• _Exercise data_
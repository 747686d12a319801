//! Supabase auth: sign-in, sign-up, sign-out and startup session restore.
//!
//! Every auth call returns an explicit result; the startup restore is
//! additionally bounded by a timeout and reports that case as
//! [`SessionRestoreOutcome::TimedOut`] instead of erroring.

use crate::{SupabaseError, SupabaseResult};
use chrono::{Duration as ChronoDuration, Utc};
use partyhaus_database::User;
use partyhaus_storage::{ClientStorage, StoredAuthSession};
use reqwest::Client;
use serde::Deserialize;
use std::time::Duration;
use tokio::sync::broadcast;
use tracing::{debug, info, warn};

/// Auth state change pushed to subscribers.
#[derive(Debug, Clone, PartialEq, Eq)]
pub enum AuthNotification {
    SignedIn(User),
    SignedOut,
}

/// Result of the bounded startup session check.
#[derive(Debug, Clone, PartialEq, Eq)]
pub enum SessionRestoreOutcome {
    /// A stored session was verified (or refreshed) with the server.
    Restored(User),
    /// Nothing stored.
    NoSession,
    /// The server rejected the stored session or the call failed.
    AuthError(String),
    /// The server did not answer within the bound.
    TimedOut,
}

/// Token response from `/auth/v1/token` (and auto-confirmed sign-ups).
#[derive(Debug, Deserialize)]
struct TokenResponse {
    access_token: String,
    refresh_token: String,
    expires_in: i64,
    user: AuthUser,
}

#[derive(Debug, Deserialize)]
struct AuthUser {
    id: String,
    #[serde(default)]
    email: Option<String>,
    #[serde(default)]
    user_metadata: Option<serde_json::Value>,
}

impl AuthUser {
    fn into_user(self) -> User {
        let name = self
            .user_metadata
            .as_ref()
            .and_then(|meta| meta.get("name"))
            .and_then(|name| name.as_str())
            .map(str::to_string);
        User {
            id: self.id,
            email: self.email.unwrap_or_default(),
            name,
        }
    }
}

/// Auth client bound to one Supabase project and one local storage.
pub struct AuthClient {
    http_client: Client,
    supabase_url: String,
    publishable_key: String,
    storage: ClientStorage,
    restore_timeout: Duration,
    notifications: broadcast::Sender<AuthNotification>,
}

impl AuthClient {
    pub fn new(
        supabase_url: &str,
        publishable_key: &str,
        storage: ClientStorage,
        restore_timeout: Duration,
    ) -> Self {
        let (notifications, _) = broadcast::channel(16);
        Self {
            http_client: Client::new(),
            supabase_url: supabase_url.trim_end_matches('/').to_string(),
            publishable_key: publishable_key.to_string(),
            storage,
            restore_timeout,
            notifications,
        }
    }

    /// Subscribe to `SIGNED_IN` / `SIGNED_OUT` notifications.
    pub fn subscribe(&self) -> broadcast::Receiver<AuthNotification> {
        self.notifications.subscribe()
    }

    fn notify(&self, notification: AuthNotification) {
        // No receivers is fine.
        let _ = self.notifications.send(notification);
    }

    fn auth_url(&self, path: &str) -> String {
        format!("{}/auth/v1/{}", self.supabase_url, path)
    }

    /// Access token of the stored session, if any.
    pub fn access_token(&self) -> SupabaseResult<Option<String>> {
        Ok(self.storage.get_auth_session()?.map(|s| s.access_token))
    }

    fn store_tokens(&self, data: TokenResponse) -> SupabaseResult<User> {
        let expires_at = Utc::now() + ChronoDuration::seconds(data.expires_in);
        let user = data.user.into_user();
        self.storage.set_auth_session(&StoredAuthSession {
            access_token: data.access_token,
            refresh_token: data.refresh_token,
            user_id: user.id.clone(),
            email: Some(user.email.clone()).filter(|e| !e.is_empty()),
            expires_at: expires_at.to_rfc3339(),
        })?;
        Ok(user)
    }

    /// Email/password sign-in. Stores the session and emits `SignedIn`.
    pub async fn sign_in_with_password(&self, email: &str, password: &str) -> SupabaseResult<User> {
        let login_url = self.auth_url("token?grant_type=password");
        debug!(url = %login_url, email = %email, "Attempting email/password login");

        let response = self
            .http_client
            .post(&login_url)
            .header("apikey", &self.publishable_key)
            .json(&serde_json::json!({ "email": email, "password": password }))
            .send()
            .await?;

        if !response.status().is_success() {
            let status = response.status();
            let body = response.text().await.unwrap_or_default();
            warn!(status = %status, "Login failed");
            return Err(if status.is_server_error() {
                SupabaseError::Api {
                    status: status.as_u16(),
                    message: body,
                }
            } else {
                SupabaseError::InvalidCredentials(format!("HTTP {}: {}", status, body))
            });
        }

        let data: TokenResponse = response.json().await?;
        let user = self.store_tokens(data)?;
        info!(user_id = %user.id, "Login successful");
        self.notify(AuthNotification::SignedIn(user.clone()));
        Ok(user)
    }

    /// Create an account. When the project auto-confirms, the returned
    /// session is stored and `SignedIn` is emitted; otherwise the user must
    /// confirm by email first.
    pub async fn sign_up(
        &self,
        email: &str,
        password: &str,
        name: Option<&str>,
    ) -> SupabaseResult<User> {
        let response = self
            .http_client
            .post(self.auth_url("signup"))
            .header("apikey", &self.publishable_key)
            .json(&serde_json::json!({
                "email": email,
                "password": password,
                "data": { "name": name },
            }))
            .send()
            .await?;

        if !response.status().is_success() {
            let status = response.status();
            let body = response.text().await.unwrap_or_default();
            warn!(status = %status, "Sign-up failed");
            return Err(SupabaseError::Api {
                status: status.as_u16(),
                message: body,
            });
        }

        let body: serde_json::Value = response.json().await?;
        if body.get("access_token").is_some() {
            let data: TokenResponse = serde_json::from_value(body)?;
            let user = self.store_tokens(data)?;
            info!(user_id = %user.id, "Sign-up complete, session issued");
            self.notify(AuthNotification::SignedIn(user.clone()));
            return Ok(user);
        }

        let user_json = body.get("user").cloned().unwrap_or(body);
        let user: AuthUser = serde_json::from_value(user_json)?;
        let user = user.into_user();
        info!(user_id = %user.id, "Sign-up pending email confirmation");
        Ok(user)
    }

    /// Revoke the session server-side and clear it locally.
    ///
    /// The local session is cleared and `SignedOut` emitted even when the
    /// server call fails; that failure is still returned.
    pub async fn sign_out(&self) -> SupabaseResult<()> {
        let stored = self.storage.get_auth_session()?;
        self.storage.clear_auth_session()?;
        self.notify(AuthNotification::SignedOut);

        let Some(session) = stored else {
            return Ok(());
        };

        let response = self
            .http_client
            .post(self.auth_url("logout"))
            .header("apikey", &self.publishable_key)
            .header("Authorization", format!("Bearer {}", session.access_token))
            .send()
            .await?;

        if !response.status().is_success() {
            let status = response.status();
            warn!(status = %status, "Server-side sign-out failed");
            return Err(SupabaseError::Api {
                status: status.as_u16(),
                message: "sign-out rejected".to_string(),
            });
        }

        info!(user_id = %session.user_id, "Signed out");
        Ok(())
    }

    /// Restore the stored session at startup, bounded by the configured
    /// timeout. Never errors: every failure is folded into the outcome.
    pub async fn restore_session(&self) -> SessionRestoreOutcome {
        match tokio::time::timeout(self.restore_timeout, self.restore_session_inner()).await {
            Ok(Ok(Some(user))) => {
                info!(user_id = %user.id, "Session restored");
                SessionRestoreOutcome::Restored(user)
            }
            Ok(Ok(None)) => {
                info!("No existing session found on startup");
                SessionRestoreOutcome::NoSession
            }
            Ok(Err(e)) => {
                warn!(error = %e, "Session restore failed");
                SessionRestoreOutcome::AuthError(e.to_string())
            }
            Err(_) => {
                warn!(
                    timeout_ms = self.restore_timeout.as_millis() as u64,
                    "Session restore timed out, continuing without session"
                );
                SessionRestoreOutcome::TimedOut
            }
        }
    }

    async fn restore_session_inner(&self) -> SupabaseResult<Option<User>> {
        let Some(session) = self.storage.get_auth_session()? else {
            return Ok(None);
        };

        if session.is_expired() {
            info!(user_id = %session.user_id, "Stored session expired, refreshing");
            return self.refresh(&session.refresh_token).await.map(Some);
        }

        self.verify_with_server(&session.access_token).await.map(Some)
    }

    async fn verify_with_server(&self, access_token: &str) -> SupabaseResult<User> {
        let response = self
            .http_client
            .get(self.auth_url("user"))
            .header("apikey", &self.publishable_key)
            .header("Authorization", format!("Bearer {}", access_token))
            .send()
            .await?;

        let status = response.status();
        if status.is_client_error() {
            warn!(status = %status, "Server rejected stored session, clearing it");
            self.storage.clear_auth_session()?;
            return Err(SupabaseError::SessionInvalid(format!("HTTP {}", status)));
        }
        if !status.is_success() {
            return Err(SupabaseError::Api {
                status: status.as_u16(),
                message: "session verification failed".to_string(),
            });
        }

        let user: AuthUser = response.json().await?;
        Ok(user.into_user())
    }

    async fn refresh(&self, refresh_token: &str) -> SupabaseResult<User> {
        let response = self
            .http_client
            .post(self.auth_url("token?grant_type=refresh_token"))
            .header("apikey", &self.publishable_key)
            .json(&serde_json::json!({ "refresh_token": refresh_token }))
            .send()
            .await?;

        let status = response.status();
        if status.is_client_error() {
            self.storage.clear_auth_session()?;
            return Err(SupabaseError::SessionInvalid(format!(
                "refresh rejected: HTTP {}",
                status
            )));
        }
        if !status.is_success() {
            return Err(SupabaseError::Api {
                status: status.as_u16(),
                message: "token refresh failed".to_string(),
            });
        }

        let data: TokenResponse = response.json().await?;
        self.store_tokens(data)
    }
}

• _Problem to work on_
Every line holding the word "ChronoDuration" should be copied out of the records above.

• _Answer to this task_
use chrono::{Duration as ChronoDuration, Utc};
        let expires_at = Utc::now() + ChronoDuration::seconds(data.expires_in);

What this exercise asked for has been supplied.